The magnitude of the effect is about the same as another shift uncovered through large-scale studies of sentiment expressed online: When the weekend ends and the work week starts, people’s online postings reflect a sharp drop in mood. The new study finds that daily exposure to typical wildfire smoke levels in the region produces an equivalently large change in sentiment.
“People feel anxious or sad when they have to go to work on Monday, and what we find with the fires is that this is, in fact, comparable to a Sunday-to-Monday sentiment drop,” says co-author Rui Du, a former MIT postdoct who is now an economist at Oklahoma State University.
The paper, “Transboundary Vegetation Fire Smoke and Expressed Sentiment: Evidence from Twitter,” has been published online in the Journal of Environmental Economics and Management.
The authors are Zheng, who is the STL Champion Professor of Urban and Real Estate Sustainability in the Center for Real Estate and the Department of Urban Studies and Planning at MIT; Du, an assistant professor of economics at Oklahoma State University’s Spears School of Business; Ajkel Mino, of the Department of Data Science and Knowledge Engineering at Maastricht University; and Jianghao Wang, of the Institute of Geographic Sciences and Natural Resources Research at the Chinese Academy of Sciences.
The research is based on an examination of the events of 2019 in Southeast Asia, in which a huge series of Indonesian wildfires, seemingly related to climate change and deforestation for the palm oil industry, produced a massive amount of haze in the region.

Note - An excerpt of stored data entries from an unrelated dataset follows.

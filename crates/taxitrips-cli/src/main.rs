//! Taxi Trips CLI - Main entry point

use clap::Parser;
use std::process;
use taxitrips_cli::commands;
use taxitrips_cli::{Cli, Commands};
use taxitrips_common::logging::{init_logging, LogConfig, LogLevel, LogOutput};
use tracing::error;

fn main() {
    let cli = Cli::parse();

    if cli.markdown_help {
        println!("{}", clap_markdown::help_markdown::<Cli>());
        return;
    }

    if cli.command.is_none() {
        eprintln!("Error: A subcommand is required");
        eprintln!();
        eprintln!("For more information, try '--help'.");
        process::exit(2);
    }

    // Stdout carries CSV output, so logs always go to stderr or a file
    let log_config = LogConfig::builder()
        .level(if cli.verbose { LogLevel::Debug } else { LogLevel::Warn })
        .output(LogOutput::Console)
        .log_file_prefix("taxitrips")
        .build();

    // Environment variables take precedence
    let log_config = LogConfig::from_env_over(log_config.clone()).unwrap_or(log_config);

    // The CLI works without logging
    let _guard = init_logging(&log_config);

    if let Err(e) = execute_command(&cli) {
        error!(error = %e, "Command failed");
        eprintln!("Error: {}", e);
        process::exit(1);
    }
}

fn execute_command(cli: &Cli) -> taxitrips_cli::Result<()> {
    let Some(ref command) = cli.command else {
        unreachable!("Command should have been validated in main");
    };
    let config = cli.config()?;

    match command {
        Commands::Normalize {
            verifone,
            cmt,
            inputs,
            output,
        } => commands::normalize::run(&config, verifone, cmt, inputs, output.as_deref()),

        Commands::Generalize {
            input,
            regions,
            output,
        } => commands::generalize::run(&config, input, regions, output.as_deref()),

        Commands::Upload {
            input,
            chunk_size,
            table,
            columns,
        } => commands::upload::run(&config, input, *chunk_size, table.as_deref(), *columns),

        Commands::UpdateAnon { table } => commands::anonymize::update(&config, table.as_deref()),

        Commands::Anonymize { input, output } => {
            commands::anonymize::run(&config, input, output.as_deref())
        }

        Commands::Validate { input, scale, json } => {
            commands::validate::run(&config, input, *scale, *json)
        }
    }
}
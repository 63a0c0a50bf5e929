//! Logging setup shared by the taxitrips binaries.
//!
//! All diagnostics go through `tracing`. Console output is written to
//! **stderr**, because the pipeline commands stream CSV on stdout and the two
//! must never interleave.
//!
//! Configuration comes from a [`LogConfig`], either assembled with
//! [`LogConfig::builder`] or read from the environment with
//! [`LogConfig::from_env`]:
//!
//! | Variable                 | Meaning                                     |
//! |--------------------------|---------------------------------------------|
//! | `LOG_LEVEL`              | trace, debug, info, warn, error             |
//! | `LOG_OUTPUT`             | console, file, both                         |
//! | `LOG_FORMAT`             | text, json                                  |
//! | `LOG_DIR`                | directory for rolling log files             |
//! | `LOG_FILE_PREFIX`        | file name prefix (`taxitrips.2016-09-04`)   |
//! | `LOG_FILTER`             | extra directives, e.g. `taxitrips_engine=debug` |
//! | `LOG_INCLUDE_LOCATION`   | include file/line                           |
//! | `LOG_INCLUDE_THREAD_IDS` | include thread ids                          |
//! | `LOG_INCLUDE_TARGETS`    | include module targets                      |
//!
//! # Example
//!
//! ```no_run
//! use taxitrips_common::logging::{init_logging, LogConfig};
//!
//! let config = LogConfig::from_env().unwrap_or_default();
//! let _guard = init_logging(&config).expect("logging");
//! tracing::info!("pipeline starting");
//! ```

use crate::error::{Result, TaxiError};
use serde::{Deserialize, Serialize};
use std::fmt;
use std::path::PathBuf;
use std::str::FromStr;
use tracing::Level;
use tracing_appender::non_blocking::WorkerGuard;
use tracing_subscriber::{
    fmt::format::FmtSpan, layer::SubscriberExt, util::SubscriberInitExt, EnvFilter, Layer,
    Registry,
};

/// Minimum severity that is emitted.
#[derive(Debug, Clone, Copy, PartialEq, Eq, Serialize, Deserialize, Default)]
#[serde(rename_all = "lowercase")]
pub enum LogLevel {
    Trace,
    Debug,
    #[default]
    Info,
    Warn,
    Error,
}

impl LogLevel {
    pub fn to_tracing_level(self) -> Level {
        match self {
            LogLevel::Trace => Level::TRACE,
            LogLevel::Debug => Level::DEBUG,
            LogLevel::Info => Level::INFO,
            LogLevel::Warn => Level::WARN,
            LogLevel::Error => Level::ERROR,
        }
    }

    fn as_str(self) -> &'static str {
        match self {
            LogLevel::Trace => "trace",
            LogLevel::Debug => "debug",
            LogLevel::Info => "info",
            LogLevel::Warn => "warn",
            LogLevel::Error => "error",
        }
    }
}

impl FromStr for LogLevel {
    type Err = TaxiError;

    fn from_str(s: &str) -> Result<Self> {
        match s.trim().to_lowercase().as_str() {
            "trace" => Ok(LogLevel::Trace),
            "debug" => Ok(LogLevel::Debug),
            "info" => Ok(LogLevel::Info),
            "warn" | "warning" => Ok(LogLevel::Warn),
            "error" => Ok(LogLevel::Error),
            other => Err(TaxiError::config(format!("invalid log level `{other}`"))),
        }
    }
}

impl fmt::Display for LogLevel {
    fn fmt(&self, f: &mut fmt::Formatter<'_>) -> fmt::Result {
        f.write_str(self.as_str())
    }
}

/// Where log lines are written.
#[derive(Debug, Clone, Copy, PartialEq, Eq, Serialize, Deserialize, Default)]
#[serde(rename_all = "lowercase")]
pub enum LogOutput {
    /// stderr only
    #[default]
    Console,
    /// Daily rolling file only
    File,
    Both,
}

impl LogOutput {
    fn console(self) -> bool {
        matches!(self, LogOutput::Console | LogOutput::Both)
    }

    fn file(self) -> bool {
        matches!(self, LogOutput::File | LogOutput::Both)
    }
}

impl FromStr for LogOutput {
    type Err = TaxiError;

    fn from_str(s: &str) -> Result<Self> {
        match s.trim().to_lowercase().as_str() {
            "console" | "stderr" => Ok(LogOutput::Console),
            "file" => Ok(LogOutput::File),
            "both" | "all" => Ok(LogOutput::Both),
            other => Err(TaxiError::config(format!("invalid log output `{other}`"))),
        }
    }
}

impl fmt::Display for LogOutput {
    fn fmt(&self, f: &mut fmt::Formatter<'_>) -> fmt::Result {
        f.write_str(match self {
            LogOutput::Console => "console",
            LogOutput::File => "file",
            LogOutput::Both => "both",
        })
    }
}

#[derive(Debug, Clone, Copy, PartialEq, Eq, Serialize, Deserialize, Default)]
#[serde(rename_all = "lowercase")]
pub enum LogFormat {
    #[default]
    Text,
    Json,
}

impl FromStr for LogFormat {
    type Err = TaxiError;

    fn from_str(s: &str) -> Result<Self> {
        match s.trim().to_lowercase().as_str() {
            "text" | "pretty" => Ok(LogFormat::Text),
            "json" => Ok(LogFormat::Json),
            other => Err(TaxiError::config(format!("invalid log format `{other}`"))),
        }
    }
}

impl fmt::Display for LogFormat {
    fn fmt(&self, f: &mut fmt::Formatter<'_>) -> fmt::Result {
        f.write_str(match self {
            LogFormat::Text => "text",
            LogFormat::Json => "json",
        })
    }
}

/// Logging configuration
#[derive(Debug, Clone, Serialize, Deserialize)]
pub struct LogConfig {
    pub level: LogLevel,
    pub output: LogOutput,
    pub format: LogFormat,
    /// Directory for rolling log files (only used when output includes file)
    pub log_dir: PathBuf,
    pub log_file_prefix: String,
    /// Additional comma separated filter directives
    pub filter_directives: Option<String>,
    pub include_location: bool,
    pub include_thread_ids: bool,
    pub include_targets: bool,
}

impl Default for LogConfig {
    fn default() -> Self {
        Self {
            level: LogLevel::Info,
            output: LogOutput::Console,
            format: LogFormat::Text,
            log_dir: PathBuf::from("./logs"),
            log_file_prefix: "taxitrips".to_string(),
            filter_directives: None,
            include_location: false,
            include_thread_ids: false,
            include_targets: true,
        }
    }
}

impl LogConfig {
    pub fn builder() -> LogConfigBuilder {
        LogConfigBuilder::default()
    }

    /// Read the `LOG_*` variables on top of the defaults.
    pub fn from_env() -> Result<Self> {
        Self::from_lookup(|key| std::env::var(key).ok())
    }

    /// Same as [`LogConfig::from_env`], but layered over `base` instead of the
    /// defaults so that unset variables keep the caller's choices.
    pub fn from_env_over(base: LogConfig) -> Result<Self> {
        base.overlay(|key| std::env::var(key).ok())
    }

    fn from_lookup(lookup: impl Fn(&str) -> Option<String>) -> Result<Self> {
        Self::default().overlay(lookup)
    }

    fn overlay(mut self, lookup: impl Fn(&str) -> Option<String>) -> Result<Self> {
        if let Some(level) = lookup("LOG_LEVEL") {
            self.level = level.parse()?;
        }
        if let Some(output) = lookup("LOG_OUTPUT") {
            self.output = output.parse()?;
        }
        if let Some(format) = lookup("LOG_FORMAT") {
            self.format = format.parse()?;
        }
        if let Some(dir) = lookup("LOG_DIR") {
            self.log_dir = PathBuf::from(dir);
        }
        if let Some(prefix) = lookup("LOG_FILE_PREFIX") {
            self.log_file_prefix = prefix;
        }
        if let Some(filter) = lookup("LOG_FILTER") {
            self.filter_directives = Some(filter);
        }
        if let Some(val) = lookup("LOG_INCLUDE_LOCATION") {
            self.include_location = parse_flag("LOG_INCLUDE_LOCATION", &val)?;
        }
        if let Some(val) = lookup("LOG_INCLUDE_THREAD_IDS") {
            self.include_thread_ids = parse_flag("LOG_INCLUDE_THREAD_IDS", &val)?;
        }
        if let Some(val) = lookup("LOG_INCLUDE_TARGETS") {
            self.include_targets = parse_flag("LOG_INCLUDE_TARGETS", &val)?;
        }
        Ok(self)
    }

    fn env_filter(&self) -> Result<EnvFilter> {
        let mut filter =
            EnvFilter::from_default_env().add_directive(self.level.to_tracing_level().into());
        if let Some(directives) = &self.filter_directives {
            for directive in directives.split(',').filter(|d| !d.trim().is_empty()) {
                let parsed = directive.trim().parse().map_err(|e| {
                    TaxiError::config(format!("bad filter directive `{directive}`: {e}"))
                })?;
                filter = filter.add_directive(parsed);
            }
        }
        Ok(filter)
    }
}

fn parse_flag(key: &str, raw: &str) -> Result<bool> {
    match raw.trim().to_lowercase().as_str() {
        "1" | "true" | "yes" | "on" => Ok(true),
        "0" | "false" | "no" | "off" => Ok(false),
        other => Err(TaxiError::config(format!("{key} must be a boolean, got `{other}`"))),
    }
}

#[derive(Default)]
pub struct LogConfigBuilder {
    config: LogConfig,
}

impl LogConfigBuilder {
    pub fn level(mut self, level: LogLevel) -> Self {
        self.config.level = level;
        self
    }

    pub fn output(mut self, output: LogOutput) -> Self {
        self.config.output = output;
        self
    }

    pub fn format(mut self, format: LogFormat) -> Self {
        self.config.format = format;
        self
    }

    pub fn log_dir(mut self, dir: impl Into<PathBuf>) -> Self {
        self.config.log_dir = dir.into();
        self
    }

    pub fn log_file_prefix(mut self, prefix: impl Into<String>) -> Self {
        self.config.log_file_prefix = prefix.into();
        self
    }

    pub fn filter_directives(mut self, filter: impl Into<String>) -> Self {
        self.config.filter_directives = Some(filter.into());
        self
    }

    pub fn include_location(mut self, include: bool) -> Self {
        self.config.include_location = include;
        self
    }

    pub fn build(self) -> LogConfig {
        self.config
    }
}

/// Keeps the non-blocking file writer alive. Drop it last in `main` so that
/// buffered lines are flushed on exit.
#[must_use = "dropping the guard stops file logging"]
pub struct LoggingGuard {
    _file: Option<WorkerGuard>,
}

type BoxedLayer = Box<dyn Layer<Registry> + Send + Sync>;

/// Install the global subscriber described by `config`.
///
/// Fails if a global subscriber is already installed.
pub fn init_logging(config: &LogConfig) -> Result<LoggingGuard> {
    let mut layers: Vec<BoxedLayer> = Vec::with_capacity(2);
    let mut file_guard = None;

    if config.output.console() {
        layers.push(fmt_layer(config, std::io::stderr, true));
    }

    if config.output.file() {
        std::fs::create_dir_all(&config.log_dir)?;
        let appender =
            tracing_appender::rolling::daily(&config.log_dir, &config.log_file_prefix);
        let (writer, guard) = tracing_appender::non_blocking(appender);
        file_guard = Some(guard);
        layers.push(fmt_layer(config, writer, false));
    }

    tracing_subscriber::registry()
        .with(layers)
        .with(config.env_filter()?)
        .try_init()
        .map_err(|e| TaxiError::config(format!("logging already initialized: {e}")))?;

    Ok(LoggingGuard { _file: file_guard })
}

fn fmt_layer<W>(config: &LogConfig, writer: W, ansi: bool) -> BoxedLayer
where
    W: for<'w> tracing_subscriber::fmt::MakeWriter<'w> + Send + Sync + 'static,
{
    let layer = tracing_subscriber::fmt::layer()
        .with_writer(writer)
        .with_ansi(ansi)
        .with_target(config.include_targets)
        .with_thread_ids(config.include_thread_ids)
        .with_file(config.include_location)
        .with_line_number(config.include_location)
        .with_span_events(FmtSpan::CLOSE);

    match config.format {
        LogFormat::Text => layer.boxed(),
        LogFormat::Json => layer.json().boxed(),
    }
}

The air-quality problems affected seven countries: Brunei, Indonesia, Malaysia, Philippines, Singapore, Thailand, and Vietnam.
To conduct the study, the scholars produced a large-scale analysis of postings from 2019 on X (formerly known as Twitter) to sample public sentiment. The study involved 1,270,927 tweets from 378,300 users who agreed to have their locations made available. The researchers compiled the data with a web crawler program and multilingual natural language processing applications that review the content of tweets and rate them in affective terms based on the vocabulary used. They also used satellite data from NASA and NOAA to create a map of wildfires and haze over time, linking that to the social media data.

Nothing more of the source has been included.